Dataset entries:
--- START ---

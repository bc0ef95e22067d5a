// src/llm/providers.rs
//! Concrete LLM providers over reqwest: Gemini (generateContent) and
//! Anthropic (messages). Both speak the same scoring/summary prompts and
//! classify HTTP outcomes into transient vs permanent failures.

use std::time::Duration;

use serde::{Deserialize, Serialize};

use super::{parse_scored, LlmClient, LlmError, ScoreRequest, Scored, SummaryRequest};

const ENV_GEMINI_KEY: &str = "GEMINI_API_KEY";
const ENV_ANTHROPIC_KEY: &str = "ANTHROPIC_API_KEY";

const DEFAULT_GEMINI_MODEL: &str = "gemini-2.0-flash-lite";
const DEFAULT_ANTHROPIC_MODEL: &str = "claude-3-5-sonnet-20241022";

const PROMPT_CONTENT_CAP: usize = 1_500;

fn http_client() -> reqwest::Client {
    reqwest::Client::builder()
        .user_agent("issue-scout/0.1")
        .connect_timeout(Duration::from_secs(4))
        .timeout(Duration::from_secs(30))
        .build()
        .expect("reqwest client")
}

fn classify_status(status: reqwest::StatusCode) -> LlmError {
    if status.as_u16() == 429 || status.is_server_error() {
        LlmError::Transient(format!("http status {status}"))
    } else {
        LlmError::Permanent(format!("http status {status}"))
    }
}

fn score_prompt(req: &ScoreRequest<'_>) -> String {
    let content: String = req.content.chars().take(PROMPT_CONTENT_CAP).collect();
    format!(
        "You are filtering search results for a user.\n\
         User's keywords: {keywords}\n\
         User's preferences: \"{detail}\"\n\n\
         Score this result from 0-10 for relevance to the keywords and preferences.\n\
         Title: {title}\n\
         Content: {content}\n\n\
         Scoring guide:\n\
         - 8-10: highly relevant to the keywords AND matches the preferences\n\
         - 5-7: relevant to the keywords but not a full preference match\n\
         - 0-4: not relevant or contradicts the preferences\n\
         If the preferences are empty, judge keyword relevance only.\n\n\
         Return ONLY a JSON object: {{\"score\": <0-10>, \"reason\": \"brief reason\"}}",
        keywords = req.keywords.join(", "),
        detail = req.detail,
        title = req.title,
    )
}

fn summary_prompt(req: &SummaryRequest<'_>) -> String {
    let mut listing = String::new();
    for item in req.items {
        listing.push_str(&format!(
            "- [{}] {} (score {}): {}\n",
            item.source, item.title, item.score, item.reason
        ));
    }
    format!(
        "Generate a concise summary of search results.\n\
         User's keywords: {keywords}\n\
         User's preferences: \"{detail}\"\n\
         Results found: {total} relevant items.\n\n\
         Top results:\n{listing}\n\
         Write 2-3 sentences highlighting the most relevant findings, which \
         sources had the best results, and any recurring themes. \
         Return ONLY the summary text.",
        keywords = req.keywords.join(", "),
        detail = req.detail,
        total = req.total,
    )
}

// ------------------------------------------------------------
// Gemini
// ------------------------------------------------------------

pub struct GeminiClient {
    http: reqwest::Client,
    api_key: String,
    model: String,
}

impl GeminiClient {
    pub fn new(api_key: String, model_override: Option<&str>) -> Self {
        Self {
            http: http_client(),
            api_key,
            model: model_override.unwrap_or(DEFAULT_GEMINI_MODEL).to_string(),
        }
    }

    pub fn from_env(model_override: Option<&str>) -> Option<Self> {
        let key = std::env::var(ENV_GEMINI_KEY).ok().filter(|k| !k.is_empty())?;
        Some(Self::new(key, model_override))
    }

    async fn generate(&self, prompt: &str) -> Result<String, LlmError> {
        #[derive(Serialize)]
        struct Req<'a> {
            contents: Vec<Content<'a>>,
            #[serde(rename = "generationConfig")]
            generation_config: GenConfig,
        }
        #[derive(Serialize)]
        struct Content<'a> {
            parts: Vec<Part<'a>>,
        }
        #[derive(Serialize)]
        struct Part<'a> {
            text: &'a str,
        }
        #[derive(Serialize)]
        struct GenConfig {
            temperature: f32,
        }
        #[derive(Deserialize)]
        struct Resp {
            #[serde(default)]
            candidates: Vec<Candidate>,
        }
        #[derive(Deserialize)]
        struct Candidate {
            content: RespContent,
        }
        #[derive(Deserialize)]
        struct RespContent {
            #[serde(default)]
            parts: Vec<RespPart>,
        }
        #[derive(Deserialize)]
        struct RespPart {
            #[serde(default)]
            text: String,
        }

        if self.api_key.is_empty() {
            return Err(LlmError::Permanent("missing gemini api key".into()));
        }

        let url = format!(
            "https://generativelanguage.googleapis.com/v1beta/models/{}:generateContent?key={}",
            self.model, self.api_key
        );
        let body = Req {
            contents: vec![Content {
                parts: vec![Part { text: prompt }],
            }],
            generation_config: GenConfig { temperature: 0.1 },
        };

        let resp = self
            .http
            .post(&url)
            .json(&body)
            .send()
            .await
            .map_err(|e| LlmError::Transient(format!("request: {e}")))?;
        if !resp.status().is_success() {
            return Err(classify_status(resp.status()));
        }
        let parsed: Resp = resp
            .json()
            .await
            .map_err(|e| LlmError::Transient(format!("body: {e}")))?;
        let text = parsed
            .candidates
            .into_iter()
            .next()
            .and_then(|c| c.content.parts.into_iter().next())
            .map(|p| p.text)
            .unwrap_or_default();
        if text.is_empty() {
            return Err(LlmError::Transient("empty completion".into()));
        }
        Ok(text)
    }
}

#[async_trait::async_trait]
impl LlmClient for GeminiClient {
    async fn score(&self, req: &ScoreRequest<'_>) -> Result<Scored, LlmError> {
        let text = self.generate(&score_prompt(req)).await?;
        parse_scored(&text).map_err(LlmError::Transient)
    }

    async fn summarize(&self, req: &SummaryRequest<'_>) -> Result<String, LlmError> {
        let text = self.generate(&summary_prompt(req)).await?;
        Ok(text.trim().to_string())
    }

    fn provider_name(&self) -> &'static str {
        "gemini"
    }
}

// ------------------------------------------------------------
// Anthropic
// ------------------------------------------------------------

pub struct AnthropicClient {
    http: reqwest::Client,
    api_key: String,
    model: String,
}

impl AnthropicClient {
    pub fn new(api_key: String, model_override: Option<&str>) -> Self {
        Self {
            http: http_client(),
            api_key,
            model: model_override
                .unwrap_or(DEFAULT_ANTHROPIC_MODEL)
                .to_string(),
        }
    }

    pub fn from_env(model_override: Option<&str>) -> Option<Self> {
        let key = std::env::var(ENV_ANTHROPIC_KEY)
            .ok()
            .filter(|k| !k.is_empty())?;
        Some(Self::new(key, model_override))
    }

    async fn complete(&self, prompt: &str) -> Result<String, LlmError> {
        #[derive(Serialize)]
        struct Req<'a> {
            model: &'a str,
            max_tokens: u32,
            messages: Vec<Msg<'a>>,
        }
        #[derive(Serialize)]
        struct Msg<'a> {
            role: &'a str,
            content: &'a str,
        }
        #[derive(Deserialize)]
        struct Resp {
            #[serde(default)]
            content: Vec<Block>,
        }
        #[derive(Deserialize)]
        struct Block {
            #[serde(default)]
            text: String,
        }

        if self.api_key.is_empty() {
            return Err(LlmError::Permanent("missing anthropic api key".into()));
        }

        let body = Req {
            model: &self.model,
            max_tokens: 512,
            messages: vec![Msg {
                role: "user",
                content: prompt,
            }],
        };
        let resp = self
            .http
            .post("https://api.anthropic.com/v1/messages")
            .header("x-api-key", &self.api_key)
            .header("anthropic-version", "2023-06-01")
            .json(&body)
            .send()
            .await
            .map_err(|e| LlmError::Transient(format!("request: {e}")))?;
        if !resp.status().is_success() {
            return Err(classify_status(resp.status()));
        }
        let parsed: Resp = resp
            .json()
            .await
            .map_err(|e| LlmError::Transient(format!("body: {e}")))?;
        let text = parsed
            .content
            .into_iter()
            .map(|b| b.text)
            .collect::<String>();
        if text.is_empty() {
            return Err(LlmError::Transient("empty completion".into()));
        }
        Ok(text)
    }
}

#[async_trait::async_trait]
impl LlmClient for AnthropicClient {
    async fn score(&self, req: &ScoreRequest<'_>) -> Result<Scored, LlmError> {
        let text = self.complete(&score_prompt(req)).await?;
        parse_scored(&text).map_err(LlmError::Transient)
    }

    async fn summarize(&self, req: &SummaryRequest<'_>) -> Result<String, LlmError> {
        let text = self.complete(&summary_prompt(req)).await?;
        Ok(text.trim().to_string())
    }

    fn provider_name(&self) -> &'static str {
        "anthropic"
    }
}

#[cfg(test)]
mod tests {
    use super::*;

    #[test]
    fn score_prompt_carries_inputs_and_caps_content() {
        let long = "x".repeat(5_000);
        let req = ScoreRequest {
            keywords: &["rust".into(), "async".into()],
            detail: "tokio internals",
            title: "A title",
            content: &long,
        };
        let p = score_prompt(&req);
        assert!(p.contains("rust, async"));
        assert!(p.contains("tokio internals"));
        assert!(p.len() < 4_000);
    }

    #[test]
    fn rate_limit_is_transient_client_error_is_permanent() {
        assert!(classify_status(reqwest::StatusCode::TOO_MANY_REQUESTS).is_transient());
        assert!(classify_status(reqwest::StatusCode::BAD_GATEWAY).is_transient());
        assert!(!classify_status(reqwest::StatusCode::UNAUTHORIZED).is_transient());
    }
}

--- END ---

* **Activity**
Show me every line of the entries above that holds "AnthropicClient".

* **Exercise result**
pub struct AnthropicClient {
impl AnthropicClient {
impl LlmClient for AnthropicClient {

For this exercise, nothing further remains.